Return only what lies between the first line of the entries and the line containing "context for drawing", both lines included.

[Stored data — start]

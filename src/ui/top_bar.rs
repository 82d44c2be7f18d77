//! Status bar UI rendering
//!
//! The top bar with the sidebar toggle, title, theme toggle, notifications,
//! settings and user menu, plus the dialogs and menu those controls open.

use eframe::egui;
use egui::{Color32, RichText};
use crate::app::{AppState, ShellEvent};
use crate::state::{SettingKey, UserMenuEntry};

const APP_TITLE: &str = "AI Research Agent";
const DIALOG_WIDTH: f32 = 420.0;

/// Renders the top bar controls.
///
/// # Arguments
/// * `ui` - The egui UI context for drawing
/// * `state` - Reference to application state
///
/// # Returns
/// * `Option<ShellEvent>` - Event triggered by a control, if any
pub fn render_top_bar(ui: &mut egui::Ui, state: &AppState) -> Option<ShellEvent> {
    let mut event = None;
    let tokens = state.theme.tokens();

    ui.horizontal(|ui| {
        if ui.button("☰").on_hover_text("Toggle navigation").clicked() {
            event = Some(ShellEvent::ToggleSidebar);
        }

        ui.label(RichText::new(APP_TITLE).heading().strong());

        // Right side, added right to left
        ui.with_layout(egui::Layout::right_to_left(egui::Align::Center), |ui| {
            let avatar = ui.add(
                egui::Button::new(RichText::new("U").strong().color(Color32::WHITE))
                    .fill(tokens.primary),
            );
            if avatar.clicked() {
                event = Some(ShellEvent::OpenUserMenu(avatar.rect.right_bottom()));
            }

            if ui.button("⚙").on_hover_text("Settings").clicked() {
                event = Some(ShellEvent::OpenSettings);
            }

            let badge = state.status_bar.badge_count();
            let bell = if badge > 0 {
                format!("🔔 {}", badge)
            } else {
                "🔔".to_string()
            };
            if ui.button(bell).on_hover_text("Notifications").clicked() {
                event = Some(ShellEvent::OpenNotifications);
            }

            let mode = state.theme.mode();
            if ui.button(mode.toggle_icon()).on_hover_text(mode.toggle_hint()).clicked() {
                event = Some(ShellEvent::ToggleTheme);
            }
        });
    });

    event
}

/// Renders whichever of the notifications dialog, settings dialog and user
/// menu are open. Any combination may be open at once.
pub fn render_overlays(ctx: &egui::Context, state: &AppState) -> Option<ShellEvent> {
    let mut event = None;

    if state.status_bar.notifications_dialog.is_open() {
        if let Some(e) = render_notifications_dialog(ctx, state) {
            event = Some(e);
        }
    }

    if state.status_bar.settings_dialog.is_open() {
        if let Some(e) = render_settings_dialog(ctx, state) {
            event = Some(e);
        }
    }

    if state.status_bar.user_menu.is_open() {
        if let Some(e) = render_user_menu(ctx, state) {
            event = Some(e);
        }
    }

    event
}

fn render_notifications_dialog(ctx: &egui::Context, state: &AppState) -> Option<ShellEvent> {
    let tokens = state.theme.tokens();

    let response = egui::Modal::new(egui::Id::new("notifications_dialog")).show(ctx, |ui| {
        ui.set_width(DIALOG_WIDTH);
        ui.heading("Notifications");
        ui.separator();

        for item in state.status_bar.notifications.items() {
            ui.horizontal(|ui| {
                ui.label(
                    RichText::new(item.severity.icon())
                        .size(18.0)
                        .color(item.severity.color(tokens)),
                );
                ui.vertical(|ui| {
                    ui.label(RichText::new(&item.title).strong());
                    ui.label(RichText::new(&item.message).color(tokens.text_secondary));
                    ui.label(
                        RichText::new(&item.relative_time)
                            .small()
                            .color(tokens.text_disabled),
                    );
                });
            });
            ui.add_space(6.0);
        }

        ui.separator();
        ui.with_layout(egui::Layout::right_to_left(egui::Align::Center), |ui| {
            ui.button("Close").clicked()
        })
        .inner
    });

    if response.inner || response.should_close() {
        Some(ShellEvent::CloseNotifications)
    } else {
        None
    }
}

fn render_settings_dialog(ctx: &egui::Context, state: &AppState) -> Option<ShellEvent> {
    let response = egui::Modal::new(egui::Id::new("settings_dialog")).show(ctx, |ui| {
        let mut event = None;
        ui.set_width(DIALOG_WIDTH);
        ui.heading("Settings");
        ui.separator();

        for key in SettingKey::ALL {
            ui.horizontal(|ui| {
                ui.label(key.icon());
                ui.label(key.label());
                ui.with_layout(egui::Layout::right_to_left(egui::Align::Center), |ui| {
                    let mut value = state.status_bar.settings.get(key);
                    if ui.checkbox(&mut value, "").changed() {
                        event = Some(ShellEvent::ToggleSetting(key));
                    }
                });
            });
        }

        ui.separator();

        // Same toggle as the status bar icon
        let mut dark = state.theme.is_dark();
        if ui.checkbox(&mut dark, "Dark Mode").changed() {
            event = Some(ShellEvent::ToggleTheme);
        }

        ui.separator();
        ui.with_layout(egui::Layout::right_to_left(egui::Align::Center), |ui| {
            if ui.button("Close").clicked() {
                event = Some(ShellEvent::CloseSettings);
            }
        });

        event
    });

    if response.should_close() {
        Some(ShellEvent::CloseSettings)
    } else {
        response.inner
    }
}

fn render_user_menu(ctx: &egui::Context, state: &AppState) -> Option<ShellEvent> {
    let anchor = state.status_bar.user_menu.anchor()?;

    let area = egui::Area::new(egui::Id::new("user_menu"))
        .order(egui::Order::Foreground)
        .fixed_pos(anchor)
        .pivot(egui::Align2::RIGHT_TOP)
        .show(ctx, |ui| {
            egui::Frame::popup(ui.style())
                .show(ui, |ui| {
                    let mut selected = None;
                    for entry in UserMenuEntry::ALL {
                        if entry == UserMenuEntry::Logout {
                            ui.separator();
                        }
                        let label = format!("{}  {}", entry.icon(), entry.label());
                        if ui.button(label).clicked() {
                            selected = Some(entry);
                        }
                    }
                    selected
                })
                .inner
        });

    if let Some(entry) = area.inner {
        return Some(ShellEvent::SelectUserMenuEntry(entry));
    }

    let escape = ctx.input(|i| i.key_pressed(egui::Key::Escape));
    if area.response.clicked_elsewhere() || escape {
        return Some(ShellEvent::DismissUserMenu);
    }

    None
}
//! UI panel rendering subsystem
//!
//! Rendering functions read `AppState` and return a `ShellEvent` for the
//! coordinator to apply; none of them mutate shell state:
//! - Top bar (sidebar toggle, theme toggle, notifications, settings, user menu)
//! - Sidebar (route navigation)
//! - Pages (route collaborators and the not-found page)
//! - Loading screen (boot splash)
//! - Footer (credit line)
//! - Panel manager (panel orchestration and layout)

pub mod top_bar;
pub mod sidebar;
pub mod pages;
pub mod loading_screen;
pub mod footer;
pub mod panel_manager;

[Stored data — finish]

** Solution to this exercise **
filename src/ui/top_bar.rs
repository 82d44c2be7f18d77
//! Status bar UI rendering
//!
//! The top bar with the sidebar toggle, title, theme toggle, notifications,
//! settings and user menu, plus the dialogs and menu those controls open.

use eframe::egui;
use egui::{Color32, RichText};
use crate::app::{AppState, ShellEvent};
use crate::state::{SettingKey, UserMenuEntry};

const APP_TITLE: &str = "AI Research Agent";
const DIALOG_WIDTH: f32 = 420.0;

/// Renders the top bar controls.
///
/// # Arguments
/// * `ui` - The egui UI context for drawing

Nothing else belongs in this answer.